─── Working data ───

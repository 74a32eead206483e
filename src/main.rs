use anyhow::{Context, Result};
use bulkbridge::config::{AppConfig, CliConfig};
use bulkbridge::entity_model::{Model, ModelConfig};
use bulkbridge::mapping::entity_mapping;
use bulkbridge::sql_generator::{
    bulk_delete, bulk_insert, bulk_update, GeneratorOptions, Row, SqlStatement, SqlValue,
};
use clap::{Parser, Subcommand};
use log::info;
use serde::Deserialize;
use std::fs;

/// BulkBridge - entity-model mapping extraction and bulk SQL generation
#[derive(Parser)]
#[command(author, version, about, long_about = None)]
struct Cli {
    /// Path to the model manifest (YAML)
    #[arg(long)]
    model: Option<String>,

    /// Target SQL dialect (postgres, mysql)
    #[arg(long)]
    dialect: Option<String>,

    /// Rows per generated statement
    #[arg(long)]
    batch_size: Option<usize>,

    /// Render values as inline literals instead of placeholders
    #[arg(long)]
    inline: bool,

    #[command(subcommand)]
    command: Command,
}

#[derive(Subcommand)]
enum Command {
    /// Print the extracted entity mapping as JSON
    Mapping {
        /// Entity type name
        #[arg(long)]
        entity: String,
    },
    /// Generate bulk INSERT statements from a JSON rows file
    Insert {
        /// Entity type name
        #[arg(long)]
        entity: String,
        /// Path to a JSON array of rows
        #[arg(long)]
        rows: String,
    },
    /// Generate bulk UPDATE statements from a JSON rows file
    Update {
        /// Entity type name
        #[arg(long)]
        entity: String,
        /// Path to a JSON array of rows
        #[arg(long)]
        rows: String,
    },
    /// Generate bulk DELETE statements from a JSON keys file
    Delete {
        /// Entity type name
        #[arg(long)]
        entity: String,
        /// Path to a JSON array of keys (scalars or arrays for composite keys)
        #[arg(long)]
        keys: String,
    },
}

impl From<&Cli> for CliConfig {
    fn from(cli: &Cli) -> Self {
        CliConfig {
            model_path: cli.model.clone(),
            batch_size: cli.batch_size,
            dialect: cli.dialect.clone(),
            inline_values: cli.inline,
        }
    }
}

/// One delete key: a scalar for single-column primary keys, an array for
/// composite ones.
#[derive(Deserialize)]
#[serde(untagged)]
enum KeyEntry {
    Scalar(SqlValue),
    Composite(Vec<SqlValue>),
}

impl From<KeyEntry> for Vec<SqlValue> {
    fn from(entry: KeyEntry) -> Self {
        match entry {
            KeyEntry::Scalar(value) => vec![value],
            KeyEntry::Composite(values) => values,
        }
    }
}

fn main() {
    // Initialize logger - defaults to INFO level, can be overridden with RUST_LOG env var
    env_logger::Builder::from_env(env_logger::Env::default().default_filter_or("info")).init();

    let cli = Cli::parse();

    let config = match AppConfig::from_cli(CliConfig::from(&cli)) {
        Ok(config) => config,
        Err(e) => {
            eprintln!("Configuration error: {}", e);
            std::process::exit(1);
        }
    };

    if let Err(e) = run(cli.command, &config) {
        eprintln!("Error: {:#}", e);
        std::process::exit(1);
    }
}

fn run(command: Command, config: &AppConfig) -> Result<()> {
    let model = load_model(&config.model_path)?;
    let opts = GeneratorOptions {
        dialect: config.dialect,
        batch_size: config.batch_size,
        inline_values: config.inline_values,
    };

    match command {
        Command::Mapping { entity } => {
            let mapping = entity_mapping(&model, &entity)?;
            println!("{}", serde_json::to_string_pretty(&mapping)?);
        }
        Command::Insert { entity, rows } => {
            let mapping = entity_mapping(&model, &entity)?;
            let rows = load_rows(&rows)?;
            print_statements(&bulk_insert(&mapping, &rows, &opts)?)?;
        }
        Command::Update { entity, rows } => {
            let mapping = entity_mapping(&model, &entity)?;
            let rows = load_rows(&rows)?;
            print_statements(&bulk_update(&mapping, &rows, &opts)?)?;
        }
        Command::Delete { entity, keys } => {
            let mapping = entity_mapping(&model, &entity)?;
            let contents = fs::read_to_string(&keys)
                .with_context(|| format!("Failed to read keys file `{}`", keys))?;
            let entries: Vec<KeyEntry> = serde_json::from_str(&contents)
                .with_context(|| format!("Failed to parse keys file `{}`", keys))?;
            let keys: Vec<Vec<SqlValue>> = entries.into_iter().map(Into::into).collect();
            print_statements(&bulk_delete(&mapping, &keys, &opts)?)?;
        }
    }
    Ok(())
}

fn load_model(path: &str) -> Result<Model> {
    let config = ModelConfig::from_yaml_file(path)
        .with_context(|| format!("Failed to load model manifest `{}`", path))?;
    let model = config.to_model()?;
    info!(
        "Loaded model `{}` with {} entity types",
        model.name.as_deref().unwrap_or("<unnamed>"),
        model.entity_types().len()
    );
    Ok(model)
}

fn load_rows(path: &str) -> Result<Vec<Row>> {
    let contents =
        fs::read_to_string(path).with_context(|| format!("Failed to read rows file `{}`", path))?;
    serde_json::from_str(&contents)
        .with_context(|| format!("Failed to parse rows file `{}`", path))
}

fn print_statements(statements: &[SqlStatement]) -> Result<()> {
    for statement in statements {
        println!("{};", statement.sql);
        if !statement.params.is_empty() {
            println!("-- params: {}", serde_json::to_string(&statement.params)?);
        }
    }
    Ok(())
}
//! Bulk SQL generation over extracted entity mappings.
//!
//! Consumes an [`EntityMapping`](crate::mapping::EntityMapping) plus row
//! data and produces batched DML as [`SqlStatement`]s, either with dialect
//! placeholders and an ordered parameter list or with inline literals.

mod common;
mod delete;
mod dialect;
mod errors;
mod insert;
mod update;
mod value;

pub use common::{GeneratorOptions, SqlStatement};
pub use delete::bulk_delete;
pub use dialect::SqlDialect;
pub use errors::SqlGeneratorError;
pub use insert::bulk_insert;
pub use update::bulk_update;
pub use value::{Row, SqlValue};
//! Programmatic model construction.
//!
//! The builder is the in-process alternative to the YAML manifest: tests and
//! embedding applications declare entity types fluently and get the same
//! validated [`Model`] the manifest loader produces.
//!
//! ```
//! use bulkbridge::entity_model::ModelBuilder;
//!
//! let model = ModelBuilder::new()
//!     .entity("Person", |e| {
//!         e.table("people")
//!             .schema("public")
//!             .discriminator("kind")
//!             .property("Id", |p| p.column("id").primary_key())
//!             .property("Name", |p| p.column("name"))
//!     })
//!     .entity("Student", |e| e.base("Person").property("Gpa", |p| p.column("gpa")))
//!     .build()
//!     .unwrap();
//!
//! assert_eq!(model.table_of("Student").unwrap(), "people");
//! ```

use super::errors::EntityModelError;
use super::model::{EntityType, Model, Property};
use super::naming::validate_identifier;

/// Fluent builder for a [`Model`].
#[derive(Debug, Default)]
pub struct ModelBuilder {
    name: Option<String>,
    entity_types: Vec<EntityType>,
}

impl ModelBuilder {
    pub fn new() -> Self {
        Self::default()
    }

    /// Set the model name.
    pub fn name(mut self, name: impl Into<String>) -> Self {
        self.name = Some(name.into());
        self
    }

    /// Declare an entity type. The closure configures table placement,
    /// hierarchy position, and properties.
    pub fn entity<F>(mut self, name: impl Into<String>, configure: F) -> Self
    where
        F: FnOnce(EntityTypeBuilder) -> EntityTypeBuilder,
    {
        let builder = configure(EntityTypeBuilder::new(name));
        self.entity_types.push(builder.finish());
        self
    }

    /// Validate and produce the model.
    pub fn build(self) -> Result<Model, EntityModelError> {
        for entity in &self.entity_types {
            validate_identifier(&entity.name)?;
            if let Some(table) = &entity.table_name {
                validate_identifier(table)?;
            }
            if let Some(schema) = &entity.schema {
                validate_identifier(schema)?;
            }
            if let Some(disc) = &entity.discriminator_column {
                validate_identifier(disc)?;
            }
            for property in &entity.properties {
                validate_identifier(&property.column_name)?;
            }
        }
        Model::from_entity_types(self.name, self.entity_types)
    }
}

/// Builder for one entity type inside [`ModelBuilder::entity`].
#[derive(Debug)]
pub struct EntityTypeBuilder {
    entity: EntityType,
}

impl EntityTypeBuilder {
    fn new(name: impl Into<String>) -> Self {
        EntityTypeBuilder {
            entity: EntityType {
                name: name.into(),
                table_name: None,
                schema: None,
                base_type: None,
                discriminator_column: None,
                discriminator_value: None,
                properties: Vec::new(),
            },
        }
    }

    /// Physical table name (hierarchy roots only).
    pub fn table(mut self, table: impl Into<String>) -> Self {
        self.entity.table_name = Some(table.into());
        self
    }

    /// Physical schema name.
    pub fn schema(mut self, schema: impl Into<String>) -> Self {
        self.entity.schema = Some(schema.into());
        self
    }

    /// Mark this type as derived from `base`.
    pub fn base(mut self, base: impl Into<String>) -> Self {
        self.entity.base_type = Some(base.into());
        self
    }

    /// Declare the single-table-inheritance discriminator column
    /// (hierarchy roots only).
    pub fn discriminator(mut self, column: impl Into<String>) -> Self {
        self.entity.discriminator_column = Some(column.into());
        self
    }

    /// Override the discriminator value for this type's rows. Defaults to
    /// the entity name.
    pub fn discriminator_value(mut self, value: impl Into<String>) -> Self {
        self.entity.discriminator_value = Some(value.into());
        self
    }

    /// Declare a property. The closure configures the column mapping; the
    /// column name defaults to the property name when not set.
    pub fn property<F>(mut self, name: impl Into<String>, configure: F) -> Self
    where
        F: FnOnce(PropertyBuilder) -> PropertyBuilder,
    {
        let builder = configure(PropertyBuilder::new(name));
        self.entity.properties.push(builder.finish());
        self
    }

    fn finish(self) -> EntityType {
        self.entity
    }
}

/// Builder for one property inside [`EntityTypeBuilder::property`].
#[derive(Debug)]
pub struct PropertyBuilder {
    property: Property,
}

impl PropertyBuilder {
    fn new(name: impl Into<String>) -> Self {
        let name = name.into();
        PropertyBuilder {
            property: Property::new(name.clone(), name),
        }
    }

    /// Physical column name.
    pub fn column(mut self, column: impl Into<String>) -> Self {
        self.property.column_name = column.into();
        self
    }

    /// Mark the column as part of the primary key.
    pub fn primary_key(mut self) -> Self {
        self.property.is_primary_key = true;
        self
    }

    /// Mark the property as a shadow property (tracked column with no class
    /// member; excluded from extracted mappings).
    pub fn shadow(mut self) -> Self {
        self.property.is_shadow = true;
        self
    }

    /// Declared SQL type (informational).
    pub fn sql_type(mut self, sql_type: impl Into<String>) -> Self {
        self.property.sql_type = Some(sql_type.into());
        self
    }

    fn finish(self) -> Property {
        self.property
    }
}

───

**Task brief**. Please, from the entries above, set down exactly the lines from the one containing "#[derive(Debug, Default)]" through the one containing "the model name.", and only those.

**Answer area**.
#[derive(Debug, Default)]
pub struct ModelBuilder {
    name: Option<String>,
    entity_types: Vec<EntityType>,
}

impl ModelBuilder {
    pub fn new() -> Self {
        Self::default()
    }

    /// Set the model name.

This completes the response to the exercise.